Niche script

By Wang Kaihao | China Daily | Updated: 2017-08-22 07:57

Niche script

Hu Xin, 29, one of the youngest among seven registered inheritors of Nushu, writes the rare characters. [Photo provided to China Daily]

Zhao, the Tsinghua professor, attributed the revival of the characters to modern society's advocacy of self-expression.

"After public education was established and women got the right to attend school, Nushu lost its functionality," Zhao says. "However, feminist ideas are getting more emphasis today."

The last living "natural inheritor of Nushu", described by Zhao, is 77 years old. Younger generation practitioners like Hu learned the writing system in school.

"It's not a natural inheritance because people's lifestyles are now thoroughly different," the professor says. "However, new methods are a must to keep it from disappearing."

According to Hu, Nushu classes have been set up in Jiangyong, where the relevant music and folklore are taught as well. Some men have started to learn the writing form.

As a syllabic script, Nushu, in theory, can be translated into other writing systems, Zhao says, adding that it is thus able to record modern content and have a continuous life.

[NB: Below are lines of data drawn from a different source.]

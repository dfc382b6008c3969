// src/notify/mod.rs
// The boundary to the external notification sink. The engine requires an
// at-least-once delivery attempt and an honest outcome; the transport that
// actually posts the message lives outside this crate.

pub mod format;

use std::collections::HashSet;
use std::sync::Mutex;

use async_trait::async_trait;
use serde::{Deserialize, Serialize};

use crate::error::NotifyError;
use crate::source::ListingRecord;

/// Where a notification goes. Comes from configuration, never hard-coded.
#[derive(Debug, Clone, Serialize, Deserialize, PartialEq, Eq)]
pub struct NotifyTarget {
    pub chat_id: String,
}

#[async_trait]
pub trait Notifier: Send + Sync {
    async fn send(&self, target: &NotifyTarget, record: &ListingRecord)
        -> Result<(), NotifyError>;
}

/// Notifier that renders the message body and emits it as a structured log
/// event. Stands in wherever no real transport is wired (dry runs, local
/// operation against the dashboard).
#[derive(Debug, Default)]
pub struct LogNotifier;

impl LogNotifier {
    pub fn new() -> Self {
        Self
    }
}

#[async_trait]
impl Notifier for LogNotifier {
    async fn send(
        &self,
        target: &NotifyTarget,
        record: &ListingRecord,
    ) -> Result<(), NotifyError> {
        tracing::info!(
            target: "notify",
            chat_id = %target.chat_id,
            keyword = %record.keyword,
            listing_id = %record.listing_id,
            message = %format::format_listing(record),
            "new listing"
        );
        Ok(())
    }
}

// --- Test helper ---

/// Records every send; individual listing ids can be scripted to fail.
#[derive(Default)]
pub struct MemoryNotifier {
    sent: Mutex<Vec<ListingRecord>>,
    fail_ids: Mutex<HashSet<String>>,
}

impl MemoryNotifier {
    pub fn new() -> Self {
        Self::default()
    }

    pub fn fail_listing(&self, listing_id: &str) {
        self.fail_ids.lock().unwrap().insert(listing_id.to_string());
    }

    pub fn clear_failures(&self) {
        self.fail_ids.lock().unwrap().clear();
    }

    pub fn sent(&self) -> Vec<ListingRecord> {
        self.sent.lock().unwrap().clone()
    }

    pub fn sent_count(&self) -> usize {
        self.sent.lock().unwrap().len()
    }

    pub fn sends_for(&self, listing_id: &str) -> usize {
        self.sent
            .lock()
            .unwrap()
            .iter()
            .filter(|r| r.listing_id == listing_id)
            .count()
    }
}

#[async_trait]
impl Notifier for MemoryNotifier {
    async fn send(
        &self,
        _target: &NotifyTarget,
        record: &ListingRecord,
    ) -> Result<(), NotifyError> {
        if self.fail_ids.lock().unwrap().contains(&record.listing_id) {
            return Err(NotifyError::Unavailable(format!(
                "scripted failure for '{}'",
                record.listing_id
            )));
        }
        self.sent.lock().unwrap().push(record.clone());
        Ok(())
    }
}
// src/status.rs
// Process-wide "what happened in the last cycle" snapshot for external
// observers (the dashboard). No history is kept here; the audit trail is the
// append-only side channel.

use std::sync::Mutex;

use chrono::{DateTime, Utc};
use serde::{Deserialize, Serialize};

/// Outcome of one poll cycle. Overwritten each cycle, not a log.
///
/// External readers derive three distinct conditions from this plus file age:
/// "no new listings" (clean status, zero count), "cycle failed" (`last_error`
/// set or error counts non-zero) and "engine not running" (stale
/// `finished_at`).
#[derive(Debug, Clone, Serialize, Deserialize, PartialEq)]
pub struct CycleStatus {
    pub started_at: DateTime<Utc>,
    pub finished_at: DateTime<Utc>,
    pub keywords_processed: usize,
    pub new_listings_found: usize,
    pub source_errors: usize,
    pub notify_errors: usize,
    /// Last error observed during the cycle (last one wins when several
    /// keywords fail). `None` after a cycle that completed cleanly.
    pub last_error: Option<String>,
}

#[derive(Debug, Default)]
pub struct StatusPublisher {
    current: Mutex<Option<CycleStatus>>,
}

impl StatusPublisher {
    pub fn new() -> Self {
        Self::default()
    }

    /// Replace the current snapshot.
    pub fn publish(&self, status: CycleStatus) {
        let mut cur = self.current.lock().expect("status mutex poisoned");
        *cur = Some(status);
    }

    pub fn current(&self) -> Option<CycleStatus> {
        self.current
            .lock()
            .expect("status mutex poisoned")
            .clone()
    }
}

Nevertheless, she warns that the culture cannot be consumed in a superficial way.

For example, Zhao has found many newly-created characters in recent years in Jiangyong. Counterfeits of old Nushu books pop out. In nearby Hubei province, the so-called Nushu village was once set up by a company that hired people of Jiangyong to perform handwriting there.

Thanks to Zhao's efforts, Nushu was included in Unicode earlier this year.

"We used to worry about Nushu dying, but now we worry its original face will be lost," Zhao says. "The modern adaption is inevitable to save cultures from fading away but regulations are needed."

Hu echoes: "Nushu is not widely used in daily life today but it is a legacy recording our history."

Consequently, she has refused many proposals to use the cultural heritage for commercial activity.